Dataset items
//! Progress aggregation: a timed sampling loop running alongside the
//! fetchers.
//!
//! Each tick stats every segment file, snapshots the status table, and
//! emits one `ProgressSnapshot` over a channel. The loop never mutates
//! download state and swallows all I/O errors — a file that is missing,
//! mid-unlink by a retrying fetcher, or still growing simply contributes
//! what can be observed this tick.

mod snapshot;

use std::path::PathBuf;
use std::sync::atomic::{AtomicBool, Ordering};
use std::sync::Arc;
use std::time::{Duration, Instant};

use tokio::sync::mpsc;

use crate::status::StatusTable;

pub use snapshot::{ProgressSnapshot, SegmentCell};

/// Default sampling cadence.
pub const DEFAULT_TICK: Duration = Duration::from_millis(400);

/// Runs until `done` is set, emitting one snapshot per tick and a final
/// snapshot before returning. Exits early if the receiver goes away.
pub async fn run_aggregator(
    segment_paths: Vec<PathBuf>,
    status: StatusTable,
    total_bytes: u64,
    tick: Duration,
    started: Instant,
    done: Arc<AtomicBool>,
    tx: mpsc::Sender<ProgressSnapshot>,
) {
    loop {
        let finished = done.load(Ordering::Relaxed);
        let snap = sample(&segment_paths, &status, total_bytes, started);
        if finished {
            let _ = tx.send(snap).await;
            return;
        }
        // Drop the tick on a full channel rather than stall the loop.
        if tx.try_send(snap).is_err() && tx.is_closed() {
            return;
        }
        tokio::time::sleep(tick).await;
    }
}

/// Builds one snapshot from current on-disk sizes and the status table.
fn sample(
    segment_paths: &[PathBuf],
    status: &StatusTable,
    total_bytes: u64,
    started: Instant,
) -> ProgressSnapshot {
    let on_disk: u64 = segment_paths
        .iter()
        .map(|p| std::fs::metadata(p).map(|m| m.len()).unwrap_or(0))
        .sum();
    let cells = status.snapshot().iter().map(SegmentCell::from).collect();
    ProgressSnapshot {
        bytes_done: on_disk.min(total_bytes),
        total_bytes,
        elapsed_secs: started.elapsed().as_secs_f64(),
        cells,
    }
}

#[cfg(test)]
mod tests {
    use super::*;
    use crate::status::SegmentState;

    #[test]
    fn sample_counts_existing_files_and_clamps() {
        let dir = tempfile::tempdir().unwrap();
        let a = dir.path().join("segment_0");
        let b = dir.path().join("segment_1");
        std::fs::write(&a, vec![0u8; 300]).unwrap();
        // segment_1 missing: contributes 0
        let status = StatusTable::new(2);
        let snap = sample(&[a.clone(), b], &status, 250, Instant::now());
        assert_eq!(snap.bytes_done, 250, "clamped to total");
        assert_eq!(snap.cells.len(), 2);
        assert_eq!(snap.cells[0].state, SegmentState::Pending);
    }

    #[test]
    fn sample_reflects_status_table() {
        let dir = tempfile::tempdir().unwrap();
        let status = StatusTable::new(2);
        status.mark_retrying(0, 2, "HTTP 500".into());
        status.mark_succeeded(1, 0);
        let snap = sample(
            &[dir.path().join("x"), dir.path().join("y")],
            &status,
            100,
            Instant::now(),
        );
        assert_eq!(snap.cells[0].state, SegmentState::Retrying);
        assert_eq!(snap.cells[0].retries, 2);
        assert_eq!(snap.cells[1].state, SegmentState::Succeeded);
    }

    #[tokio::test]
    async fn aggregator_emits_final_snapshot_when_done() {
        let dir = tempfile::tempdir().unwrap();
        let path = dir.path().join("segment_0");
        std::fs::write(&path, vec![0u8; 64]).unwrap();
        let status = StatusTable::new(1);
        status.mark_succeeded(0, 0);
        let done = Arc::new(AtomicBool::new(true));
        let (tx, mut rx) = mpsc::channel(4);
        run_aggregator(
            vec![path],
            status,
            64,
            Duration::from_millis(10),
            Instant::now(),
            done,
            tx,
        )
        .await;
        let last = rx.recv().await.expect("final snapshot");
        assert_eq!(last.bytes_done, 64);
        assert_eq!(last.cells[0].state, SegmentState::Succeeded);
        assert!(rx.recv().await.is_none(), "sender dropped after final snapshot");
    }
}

• TASK STATEMENT: Your answer consists solely of the lines from the top of the records above through the line that contains "loop never mutates", each echoed exactly.

• YOUR RESPONSE:
//! Progress aggregation: a timed sampling loop running alongside the
//! fetchers.
//!
//! Each tick stats every segment file, snapshots the status table, and
//! emits one `ProgressSnapshot` over a channel. The loop never mutates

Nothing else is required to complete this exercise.